Records from a collection:
--------
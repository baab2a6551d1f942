//! Coordinator session: connect, re-validate, execute, report.
//!
//! The agent keeps exactly one live session. On connect failure or close it
//! retries with capped exponential backoff and jitter. Incoming commands
//! are re-validated against the local policy before anything is spawned;
//! concurrent commands run on their own tasks and funnel results through
//! one outbound channel so the socket has a single writer.

use std::collections::HashMap;
use std::sync::Arc;
use std::time::Duration;

use futures_util::{SinkExt, StreamExt};
use rand::Rng;
use tokio::net::TcpStream;
use tokio::sync::{mpsc, Mutex, Notify};
use tokio::time::Instant;
use tokio_tungstenite::tungstenite::Message;
use tokio_tungstenite::{connect_async, MaybeTlsStream, WebSocketStream};
use tracing::{info, warn};

use rsm_core::protocol::Frame;

use crate::config::AgentConfig;
use crate::executor;

type Ws = WebSocketStream<MaybeTlsStream<TcpStream>>;
type RunningCommands = Arc<Mutex<HashMap<String, Arc<Notify>>>>;

pub async fn run(config: Arc<AgentConfig>) {
    let mut backoff = config.reconnect_initial;
    loop {
        match connect_async(config.endpoint.as_str()).await {
            Ok((ws, _)) => {
                info!(event = "connected");
                backoff = config.reconnect_initial;
                drive_session(&config, ws).await;
                warn!(event = "disconnected");
            }
            Err(err) => {
                warn!(event = "connect_error", error = %err);
            }
        }
        let delay = with_jitter(backoff);
        info!(event = "reconnect_wait", millis = delay.as_millis() as u64);
        tokio::time::sleep(delay).await;
        backoff = next_backoff(backoff, config.reconnect_cap);
    }
}

fn next_backoff(current: Duration, cap: Duration) -> Duration {
    let next = current + current;
    if next > cap {
        cap
    } else {
        next
    }
}

fn with_jitter(base: Duration) -> Duration {
    let millis = base.as_millis() as u64;
    if millis == 0 {
        return base;
    }
    let jittered = rand::thread_rng().gen_range(millis / 2..=millis + millis / 2);
    Duration::from_millis(jittered)
}

async fn drive_session(config: &Arc<AgentConfig>, mut ws: Ws) {
    let (tx, mut rx) = mpsc::channel::<Frame>(64);
    let running: RunningCommands = Arc::new(Mutex::new(HashMap::new()));
    let mut last_activity = Instant::now();
    let mut ticker = tokio::time::interval(config.ping_interval);
    ticker.tick().await;

    loop {
        tokio::select! {
            incoming = ws.next() => {
                match incoming {
                    Some(Ok(Message::Text(text))) => {
                        last_activity = Instant::now();
                        handle_frame(config, text.as_bytes(), &tx, &running).await;
                    }
                    Some(Ok(Message::Binary(bytes))) => {
                        last_activity = Instant::now();
                        handle_frame(config, &bytes, &tx, &running).await;
                    }
                    Some(Ok(Message::Ping(payload))) => {
                        last_activity = Instant::now();
                        if ws.send(Message::Pong(payload)).await.is_err() {
                            return;
                        }
                    }
                    Some(Ok(Message::Pong(_))) => {
                        last_activity = Instant::now();
                    }
                    Some(Ok(Message::Close(frame))) => {
                        info!(event = "server_close", frame = ?frame);
                        return;
                    }
                    Some(Ok(_)) => {}
                    Some(Err(err)) => {
                        warn!(event = "read_error", error = %err);
                        return;
                    }
                    None => return,
                }
            }
            Some(frame) = rx.recv() => {
                if ws.send(Message::Text(frame.encode())).await.is_err() {
                    return;
                }
            }
            _ = ticker.tick() => {
                if last_activity.elapsed() >= config.ping_interval {
                    if ws.send(Message::Text(Frame::Ping.encode())).await.is_err() {
                        return;
                    }
                }
            }
        }
    }
}

async fn handle_frame(
    config: &Arc<AgentConfig>,
    data: &[u8],
    tx: &mpsc::Sender<Frame>,
    running: &RunningCommands,
) {
    match Frame::decode(data) {
        Ok(Frame::Command {
            command_id,
            command,
            timeout,
            ..
        }) => {
            info!(event = "command_received", command_id = %command_id);
            let config = config.clone();
            let tx = tx.clone();
            let running = running.clone();
            tokio::spawn(run_command(config, command_id, command, timeout, tx, running));
        }
        Ok(Frame::Ping) => {
            let _ = tx.send(Frame::Pong).await;
        }
        Ok(Frame::Pong) => {}
        Ok(Frame::Cancel { command_id }) => {
            let guard = running.lock().await;
            if let Some(notify) = guard.get(&command_id) {
                info!(event = "cancel_hint", command_id = %command_id);
                notify.notify_one();
            }
        }
        Ok(Frame::Welcome { agent_id, policy }) => {
            info!(event = "welcome", agent_id = %agent_id);
            if policy != config.policy.echo() {
                warn!(event = "policy_mismatch");
            }
        }
        Ok(frame) => {
            warn!(event = "unexpected_frame", frame = ?frame);
        }
        Err(err) => {
            warn!(event = "frame_invalid", error = %err);
        }
    }
}

async fn run_command(
    config: Arc<AgentConfig>,
    command_id: String,
    command: String,
    timeout: u32,
    tx: mpsc::Sender<Frame>,
    running: RunningCommands,
) {
    // Defense in depth: the coordinator validated already, but only the
    // local policy is trusted here.
    if let Err(rejection) = config.policy.validate(&command) {
        warn!(event = "command_rejected", command_id = %command_id, reason = rejection.kind());
        let _ = tx
            .send(Frame::Error {
                command_id: Some(command_id),
                error: rejection.to_string(),
            })
            .await;
        return;
    }

    let effective = config.policy.clamp_timeout(Some(timeout));
    let cancel = Arc::new(Notify::new());
    running
        .lock()
        .await
        .insert(command_id.clone(), cancel.clone());

    let outcome = tokio::select! {
        outcome = executor::execute(
            &command,
            Duration::from_secs(u64::from(effective)),
            config.max_output_bytes,
        ) => outcome,
        _ = cancel.notified() => {
            // Dropping the execute future kills the child.
            running.lock().await.remove(&command_id);
            warn!(event = "command_killed", command_id = %command_id);
            let _ = tx
                .send(Frame::Error {
                    command_id: Some(command_id),
                    error: "cancelled by coordinator".to_string(),
                })
                .await;
            return;
        }
    };
    running.lock().await.remove(&command_id);

    match outcome {
        Ok(result) => {
            if result.timed_out {
                warn!(event = "command_deadline", command_id = %command_id);
            } else {
                info!(event = "command_done", command_id = %command_id, exit_code = result.exit_code);
            }
            let _ = tx
                .send(Frame::Result {
                    command_id,
                    stdout: result.stdout,
                    stderr: result.stderr,
                    exit_code: result.exit_code,
                    execution_time: result.execution_time,
                })
                .await;
        }
        Err(err) => {
            warn!(event = "spawn_failed", command_id = %command_id, error = %err);
            let _ = tx
                .send(Frame::Error {
                    command_id: Some(command_id),
                    error: err.to_string(),
                })
                .await;
        }
    }
}

#[cfg(test)]
mod tests {
    use super::*;

    #[test]
    fn backoff_doubles_to_cap() {
        let cap = Duration::from_secs(60);
        let mut backoff = Duration::from_secs(1);
        backoff = next_backoff(backoff, cap);
        assert_eq!(backoff, Duration::from_secs(2));
        for _ in 0..10 {
            backoff = next_backoff(backoff, cap);
        }
        assert_eq!(backoff, cap);
    }

    #[test]
    fn jitter_stays_in_band() {
        let base = Duration::from_millis(1000);
        for _ in 0..100 {
            let jittered = with_jitter(base);
            assert!(jittered >= Duration::from_millis(500));
            assert!(jittered <= Duration::from_millis(1500));
        }
    }
}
--------
- EXERCISE DESCRIPTION -
Working through the records above, copy each line in which "info" is found.

- YOUR SOLUTION -
use tracing::{info, warn};
                info!(event = "connected");
        info!(event = "reconnect_wait", millis = delay.as_millis() as u64);
                        info!(event = "server_close", frame = ?frame);
            info!(event = "command_received", command_id = %command_id);
                info!(event = "cancel_hint", command_id = %command_id);
            info!(event = "welcome", agent_id = %agent_id);
                info!(event = "command_done", command_id = %command_id, exit_code = result.exit_code);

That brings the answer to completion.